DreamWorks / Courtesy Everett Collection / East News

Майкл Айснер

Associated Press / East News

Город Дюлок, вылизанный до последнего пикселя, с поющими брошюрами, заасфальтированными клумбами и катастрофической стерильностью, стал пародией на Disney World — корпоративно управляемый парк с механическим весельем и тревожной симметрией. Только вместо магии — липкий перфекционизм и контроль. Это был не мультфильм — а внутренняя записка, в которой одна студия насмешливо копирует архитектуру другой, чтобы потом ее съесть.

Пародий в «Шреке» было много, и они были точечными. Птица, взрывающаяся от вокала принцессы, — плевок в сторону наивных песенок вроде Once Upon a Dream. Зеркало, говорившее как телеведущий из 1970-х, — ответ на диснеевское Зеркальце из «Белоснежки». Принцесса, живущая в башне, которая по всем законам жанра должна быть спасенной, оказывается не тем, кем кажется, и это не ужасает, а освобождает.

Саундтрек тоже нарушал каноны. Впервые для крупного анимационного фильма музыку не заказывали композитору — вместо этого использовали уже существующие треки: от Smash Mouth и Rufus Wainwright до Joan Jett и The Proclaimers. 

Avalon / Getty Images

Все это — деконструкция. Постмодерн в чистом виде. Не ради показной иронии, а ради права пересобирать старые образы, меняя акценты. Сказка, где персонажи осознают, что они — персонажи. Где тропы ломаются, чтобы в обломках появились новые смыслы. Где дети смеются, а взрослые ловят культурные сигналы и узнают подколы, не нуждаясь в пояснениях.

Но при всем этом «Шрек» не был просто набором пародий на Disney. Это был отказ от самой идеи «идеального героя». Принцесса здесь не превращается в прекрасную.

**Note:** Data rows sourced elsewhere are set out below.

//! Ability checks: policy dispatch, super-admin and the hierarchy walk.
//!
//! [`AccessControlService`] is built once at startup and shared. Every unit
//! of work (one request, one job) opens an [`AccessSession`], which owns the
//! request-local cache tier and is dropped when the unit of work ends:
//!
//! ```rust,ignore
//! let session = service.session();
//! if session.check(user_id, "edit:page", Subject::object(&page)).await? {
//!     // ...
//! }
//! ```
//!
//! `check` decides in this order, first decisive result wins:
//!
//! 1. the policy registered for the subject's type,
//! 2. the `super-admin` role held at the root context,
//! 3. the permission granted at any context on the subject's ancestor chain.

mod config;

#[cfg(test)]
mod tests;

pub use config::ServiceConfig;

use std::sync::Arc;

use scopeacl_storage::{
    AssignmentReader, ContextStore, KeyValueStore, UserId, ROOT_CONTEXT_ID,
};
use tracing::{debug, trace};

use crate::cache::{RequestCache, TieredCache};
use crate::context::{Context, ContextResolver, ParentRegistry, Subject};
use crate::error::{DomainError, DomainResult};
use crate::permission::{PermissionLoader, PermissionSnapshot};
use crate::policy::{AbilityResponse, PolicyRegistry};

/// Role that satisfies every ability when held at the root context.
pub const SUPER_ADMIN_ROLE: &str = "super-admin";

/// Process-wide entry point for authorization decisions.
pub struct AccessControlService<C, A, K> {
    resolver: ContextResolver<C>,
    loader: PermissionLoader<A>,
    cache: Arc<TieredCache<K>>,
    policies: Arc<PolicyRegistry>,
}

impl<C, A, K> AccessControlService<C, A, K>
where
    C: ContextStore,
    A: AssignmentReader,
    K: KeyValueStore,
{
    /// Creates a service with default configuration and empty registries.
    pub fn new(contexts: Arc<C>, assignments: Arc<A>, kv: Arc<K>) -> Self {
        Self::builder(contexts, assignments, kv).build()
    }

    pub fn builder(
        contexts: Arc<C>,
        assignments: Arc<A>,
        kv: Arc<K>,
    ) -> AccessControlServiceBuilder<C, A, K> {
        AccessControlServiceBuilder {
            contexts,
            assignments,
            kv,
            parents: ParentRegistry::new(),
            policies: PolicyRegistry::new(),
            config: ServiceConfig::default(),
        }
    }

    /// Starts a unit of work with an empty request-local cache.
    pub fn session(&self) -> AccessSession<'_, C, A, K> {
        AccessSession {
            service: self,
            local: RequestCache::new(),
        }
    }

    pub fn resolver(&self) -> &ContextResolver<C> {
        &self.resolver
    }

    pub fn cache(&self) -> &Arc<TieredCache<K>> {
        &self.cache
    }

    pub fn policies(&self) -> &PolicyRegistry {
        &self.policies
    }
}

/// Builder for [`AccessControlService`].
pub struct AccessControlServiceBuilder<C, A, K> {
    contexts: Arc<C>,
    assignments: Arc<A>,
    kv: Arc<K>,
    parents: ParentRegistry,
    policies: PolicyRegistry,
    config: ServiceConfig,
}

impl<C, A, K> AccessControlServiceBuilder<C, A, K>
where
    C: ContextStore,
    A: AssignmentReader,
    K: KeyValueStore,
{
    /// Sets the declared parent accessors of domain types.
    pub fn parents(mut self, parents: ParentRegistry) -> Self {
        self.parents = parents;
        self
    }

    pub fn policies(mut self, policies: PolicyRegistry) -> Self {
        self.policies = policies;
        self
    }

    pub fn config(mut self, config: ServiceConfig) -> Self {
        self.config = config;
        self
    }

    pub fn build(self) -> AccessControlService<C, A, K> {
        debug!(
            parent_types = self.parents.len(),
            policy_types = self.policies.len(),
            shared_memory = self.config.cache.shared_enabled,
            "building access control service"
        );

        AccessControlService {
            resolver: ContextResolver::new(self.contexts, Arc::new(self.parents))
                .with_max_depth(self.config.max_context_depth),
            loader: PermissionLoader::new(self.assignments),
            cache: Arc::new(TieredCache::new(self.kv, self.config.cache)),
            policies: Arc::new(self.policies),
        }
    }
}

/// One unit of work against an [`AccessControlService`].
///
/// Holds Tier 1 of the cache. A session must not outlive its unit of work:
/// snapshots it has read stay visible to it even after another unit of work
/// invalidates the user.
pub struct AccessSession<'s, C, A, K> {
    service: &'s AccessControlService<C, A, K>,
    local: RequestCache,
}

impl<C, A, K> AccessSession<'_, C, A, K>
where
    C: ContextStore,
    A: AssignmentReader,
    K: KeyValueStore,
{
    /// Decides whether `user` may perform `ability` on `subject`.
    ///
    /// # Errors
    ///
    /// - [`DomainError::AuthorizationDenied`] when a policy denies with a
    ///   reason. A plain policy or hierarchy denial is `Ok(false)`.
    /// - Context resolution and storage errors propagate.
    pub async fn check(
        &self,
        user: UserId,
        ability: &str,
        subject: Subject<'_>,
    ) -> DomainResult<bool> {
        match self.service.policies.evaluate(user, ability, &subject) {
            Some(AbilityResponse::Allow) => {
                trace!(user, ability, "allowed by policy");
                return Ok(true);
            }
            Some(AbilityResponse::Deny) => {
                trace!(user, ability, "denied by policy");
                return Ok(false);
            }
            Some(AbilityResponse::DenyWithReason(reason)) => {
                return Err(DomainError::AuthorizationDenied {
                    ability: ability.to_string(),
                    reason: Some(reason),
                });
            }
            None => {}
        }

        let snapshot = self.snapshot(user).await?;
        if is_super_admin(&snapshot) {
            trace!(user, ability, "allowed as super-admin");
            return Ok(true);
        }

        let context = self.service.resolver.resolve(subject).await?;
        let granted_at = snapshot.find_permission(context.ancestor_ids(), ability);
        trace!(user, ability, context_id = context.id(), ?granted_at, "hierarchy walk");
        Ok(granted_at.is_some())
    }

    /// Like [`check`](Self::check), but a denial of any kind is an error.
    ///
    /// Hierarchy denials carry no reason.
    pub async fn authorize(
        &self,
        user: UserId,
        ability: &str,
        subject: Subject<'_>,
    ) -> DomainResult<()> {
        if self.check(user, ability, subject).await? {
            Ok(())
        } else {
            Err(DomainError::AuthorizationDenied {
                ability: ability.to_string(),
                reason: None,
            })
        }
    }

    /// Returns true if `user` holds a role named `role_name` at the subject's
    /// context or any of its ancestors.
    ///
    /// Policies and super-admin status are not consulted.
    pub async fn has_role(
        &self,
        user: UserId,
        role_name: &str,
        subject: Subject<'_>,
    ) -> DomainResult<bool> {
        let context: Context = self.service.resolver.resolve(subject).await?;
        let snapshot = self.snapshot(user).await?;
        Ok(snapshot
            .find_role(context.ancestor_ids(), role_name)
            .is_some())
    }

    /// Returns true if `user` holds `super-admin` at the root context itself.
    pub async fn is_super_admin(&self, user: UserId) -> DomainResult<bool> {
        Ok(is_super_admin(&*self.snapshot(user).await?))
    }

    /// Returns the user's snapshot, loading and caching it on a full miss.
    pub async fn snapshot(&self, user: UserId) -> DomainResult<Arc<PermissionSnapshot>> {
        let cache = &self.service.cache;
        if let Some(snapshot) = cache.get(&self.local, user).await? {
            return Ok(snapshot);
        }

        let snapshot = self.service.loader.load_snapshot(user).await?;
        cache
            .put(&self.local, user, snapshot, cache.config().persistent_ttl)
            .await
    }

    /// Drops `user` from this session and from the shared tiers.
    pub async fn invalidate(&self, user: UserId) -> DomainResult<()> {
        self.service.cache.invalidate(&self.local, user).await
    }

    /// Seeds every cache tier with a synthetic snapshot making `user` a
    /// super-admin, bypassing storage.
    #[cfg(any(test, feature = "test-support"))]
    pub async fn act_as_super_admin(&self, user: UserId) -> DomainResult<()> {
        let mut snapshot = PermissionSnapshot::new();
        snapshot.grant(
            ROOT_CONTEXT_ID,
            0,
            SUPER_ADMIN_ROLE,
            std::iter::empty::<String>(),
        );

        let cache = &self.service.cache;
        cache
            .put(&self.local, user, snapshot, cache.config().persistent_ttl)
            .await?;
        Ok(())
    }
}

fn is_super_admin(snapshot: &PermissionSnapshot) -> bool {
    snapshot
        .context(ROOT_CONTEXT_ID)
        .is_some_and(|grants| grants.has_role(SUPER_ADMIN_ROLE))
}
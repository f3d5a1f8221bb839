//! Permission snapshots and their bulk loader.

mod snapshot;

pub use snapshot::{ContextGrants, PermissionSnapshot};

use std::sync::Arc;

use scopeacl_storage::{AssignmentReader, UserId};
use tracing::debug;

use crate::error::DomainResult;

/// Builds [`PermissionSnapshot`]s from the bulk assignment read.
///
/// One collaborator round-trip per load, never one query per context.
pub struct PermissionLoader<A> {
    reader: Arc<A>,
}

impl<A> PermissionLoader<A>
where
    A: AssignmentReader,
{
    pub fn new(reader: Arc<A>) -> Self {
        Self { reader }
    }

    /// Loads the complete snapshot of `user_id`.
    ///
    /// Returns an empty snapshot when the user holds no roles.
    pub async fn load_snapshot(&self, user_id: UserId) -> DomainResult<PermissionSnapshot> {
        let rows = self.reader.load_assignments(user_id).await?;
        let assignment_count = rows.len();
        let snapshot = PermissionSnapshot::from_assignments(rows);

        metrics::counter!("scopeacl_snapshot_loads_total").increment(1);
        debug!(
            user_id,
            assignment_count,
            context_count = snapshot.contexts().count(),
            "loaded permission snapshot"
        );
        Ok(snapshot)
    }
}

impl<A> Clone for PermissionLoader<A> {
    fn clone(&self) -> Self {
        Self {
            reader: Arc::clone(&self.reader),
        }
    }
}
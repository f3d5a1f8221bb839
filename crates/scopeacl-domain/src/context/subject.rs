//! What an ability is checked against.

use std::any::{Any, TypeId};
use std::fmt;
use std::sync::Arc;

use super::Context;

/// Object-safe access to `Any`, implemented for every `'static` type.
pub trait AsAny {
    fn as_any(&self) -> &dyn Any;
}

impl<T: Any> AsAny for T {
    fn as_any(&self) -> &dyn Any {
        self
    }
}

/// Returns the concrete type behind a trait object.
///
/// Takes `&dyn DomainObject` so the call dispatches through the vtable rather
/// than resolving `AsAny` for a reference type.
pub(crate) fn type_id_of(object: &dyn DomainObject) -> TypeId {
    object.as_any().type_id()
}

/// A domain object that can own an authorization context.
///
/// `(level(), instance_id())` identifies the object's context node.
pub trait DomainObject: AsAny + Send + Sync {
    /// Level tag of the type, e.g. `"course"`. Must be stable per type.
    fn level(&self) -> &str;

    /// Identity of this instance within its level.
    fn instance_id(&self) -> i64;
}

/// Capability of domain types whose context hangs below another object's.
///
/// Types register this capability once in a
/// [`ParentRegistry`](super::ParentRegistry); unregistered types are placed
/// directly under the root context.
pub trait HasParentContext: DomainObject {
    /// The object whose context is this object's parent, or `None` to place
    /// it under the root.
    fn parent_context(&self) -> Option<Arc<dyn DomainObject>>;
}

/// A type used as a subject without an instance, e.g. for `post:create`.
#[derive(Debug, Clone, Copy, PartialEq, Eq, Hash)]
pub struct SubjectType {
    pub type_id: TypeId,
    pub type_name: &'static str,
}

impl SubjectType {
    pub fn of<T: Any>() -> Self {
        Self {
            type_id: TypeId::of::<T>(),
            type_name: std::any::type_name::<T>(),
        }
    }
}

/// The subject of an ability check.
#[derive(Clone, Copy)]
pub enum Subject<'a> {
    /// No subject: the check is scoped to the root context.
    Root,
    /// An already-resolved context.
    Context(&'a Context),
    /// A domain object; its context is looked up or created.
    Object(&'a dyn DomainObject),
    /// A domain type without an instance; scoped to the root context.
    Type(SubjectType),
}

impl<'a> Subject<'a> {
    pub fn object<T: DomainObject + 'static>(object: &'a T) -> Self {
        Subject::Object(object)
    }

    pub fn of_type<T: Any>() -> Self {
        Subject::Type(SubjectType::of::<T>())
    }

    /// The concrete Rust type behind an object or type subject.
    pub fn type_id(&self) -> Option<TypeId> {
        match self {
            Subject::Object(object) => Some(type_id_of(*object)),
            Subject::Type(ty) => Some(ty.type_id),
            Subject::Root | Subject::Context(_) => None,
        }
    }

    /// The instance behind an object subject.
    pub fn instance(&self) -> Option<&'a dyn Any> {
        match self {
            Subject::Object(object) => Some((*object).as_any()),
            _ => None,
        }
    }
}

impl<'a> From<&'a Context> for Subject<'a> {
    fn from(context: &'a Context) -> Self {
        Subject::Context(context)
    }
}

impl fmt::Debug for Subject<'_> {
    fn fmt(&self, f: &mut fmt::Formatter<'_>) -> fmt::Result {
        match self {
            Subject::Root => f.write_str("Root"),
            Subject::Context(ctx) => f.debug_tuple("Context").field(&ctx.id()).finish(),
            Subject::Object(object) => f
                .debug_struct("Object")
                .field("level", &object.level())
                .field("instance_id", &object.instance_id())
                .finish(),
            Subject::Type(ty) => f.debug_tuple("Type").field(&ty.type_name).finish(),
        }
    }
}
//! Policy dispatch ahead of super-admin and hierarchy checks.

use std::sync::Arc;

use scopeacl_storage::UserId;

use super::mocks::{Fixture, TestService};
use crate::access::AccessControlService;
use crate::context::{DomainObject, ParentRegistry, Subject};
use crate::error::DomainError;
use crate::policy::{AbilityResponse, BeforeVerdict, Policy, PolicyRegistry};

const AUTHOR: UserId = 42;
const SUSPENDED: UserId = 66;

struct Post {
    id: i64,
    author_id: UserId,
    locked: bool,
}

impl DomainObject for Post {
    fn level(&self) -> &str {
        "post"
    }

    fn instance_id(&self) -> i64 {
        self.id
    }
}

struct PostPolicy;

impl Policy for PostPolicy {
    type Subject = Post;

    fn actions(&self) -> &'static [&'static str] {
        &["update"]
    }

    fn before(&self, user: UserId, _ability: &str) -> BeforeVerdict {
        if user == SUSPENDED {
            BeforeVerdict::Deny("account suspended".to_string())
        } else {
            BeforeVerdict::Defer
        }
    }

    fn check(&self, user: UserId, _action: &str, post: Option<&Post>) -> AbilityResponse {
        match post {
            Some(post) if post.locked => AbilityResponse::deny("post is locked"),
            Some(post) => (post.author_id == user).into(),
            None => AbilityResponse::Deny,
        }
    }
}

fn service(fixture: &Fixture) -> TestService {
    AccessControlService::builder(
        Arc::clone(&fixture.contexts),
        Arc::clone(&fixture.reader),
        Arc::clone(&fixture.kv),
    )
    .parents(ParentRegistry::new())
    .policies(PolicyRegistry::new().register(PostPolicy).unwrap())
    .build()
}

fn post(author_id: UserId, locked: bool) -> Post {
    Post {
        id: 3,
        author_id,
        locked,
    }
}

#[tokio::test]
async fn test_policy_allows_without_any_role() {
    let fixture = Fixture::new();
    let service = service(&fixture);
    let post = post(AUTHOR, false);

    let allowed = service
        .session()
        .check(AUTHOR, "post:update", Subject::object(&post))
        .await
        .unwrap();

    assert!(allowed);
    assert_eq!(fixture.reader.calls(), 0);
}

#[tokio::test]
async fn test_policy_plain_deny_overrides_super_admin() {
    let fixture = Fixture::new().with_super_admin_role();
    fixture.assignments.assign_role(7, 1, 1).unwrap();
    let service = service(&fixture);
    let post = post(AUTHOR, false);

    let allowed = service
        .session()
        .check(7, "post:update", Subject::object(&post))
        .await
        .unwrap();

    assert!(!allowed);
}

#[tokio::test]
async fn test_policy_denial_reason_reaches_caller() {
    let fixture = Fixture::new();
    let service = service(&fixture);
    let post = post(AUTHOR, true);

    let err = service
        .session()
        .check(AUTHOR, "post:update", Subject::object(&post))
        .await
        .unwrap_err();

    assert!(matches!(err, DomainError::AuthorizationDenied { .. }));
    assert_eq!(err.denial_reason(), Some("post is locked"));
    assert_eq!(
        err.to_string(),
        "authorization denied for 'post:update': post is locked"
    );
}

#[tokio::test]
async fn test_before_hook_denial_carries_reason() {
    let fixture = Fixture::new();
    let service = service(&fixture);
    let post = post(SUSPENDED, false);

    let err = service
        .session()
        .authorize(SUSPENDED, "post:delete", Subject::object(&post))
        .await
        .unwrap_err();

    assert_eq!(err.denial_reason(), Some("account suspended"));
}

#[tokio::test]
async fn test_undeclared_action_falls_through_to_roles() {
    let fixture = Fixture::new();
    fixture.assignments.upsert_role(4, "moderator");
    fixture.assignments.grant_permission(4, "post:delete").unwrap();
    let service = service(&fixture);
    let post = post(AUTHOR, false);
    let post_ctx = service.resolver().resolve(Subject::object(&post)).await.unwrap();
    fixture.assignments.assign_role(8, 4, post_ctx.id()).unwrap();
    let session = service.session();

    assert!(session.check(8, "post:delete", Subject::object(&post)).await.unwrap());
    assert!(!session.check(AUTHOR, "post:delete", Subject::object(&post)).await.unwrap());
}

#[tokio::test]
async fn test_type_level_check_reaches_policy_without_instance() {
    let fixture = Fixture::new();
    let service = service(&fixture);

    let allowed = service
        .session()
        .check(AUTHOR, "post:update", Subject::of_type::<Post>())
        .await
        .unwrap();

    assert!(!allowed);
}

Она остается огром, осознанно и с гордостью. Герой не преображается — он просто становится открытым. Осел, который должен быть раздражающим фоном, оказывается центром заботы. А дракон — женщиной, желающей влюбиться, как и сама принцесса.

«Шрек» говорил: не надо менять себя, чтобы быть достойным любви. Можно быть грязным, странным, уставшим, неидеальным, и все равно — нужным. Это резонировало. В 2001 году все общество сидело в постиронии и ожидании, что хоть кто-то скажет: ты можешь остаться собой. И это сказал зеленый огр.

Фильм собрал почти полмиллиарда долларов в прокате, получил «Оскар» в первой в истории номинации «Лучший анимационный фильм», стал франшизой, мюзиклом, мемом, философским объектом и чьим-то настоящим утешением. Но за всеми цифрами остался человек, которого когда-то уволили без объяснений.

Финал «Шрека» — не о триумфе, а о возвращении домой. Герой не становится кем-то другим. Он просто понимает, что достаточно — быть собой, если рядом есть те, кто видит в этом ценность. Катценберг, возможно, чувствовал то же самое: больше не нужно было доказывать, что ты стоишь места за столом. Достаточно было построить свое болото — и наполнить его тем, что действительно важно.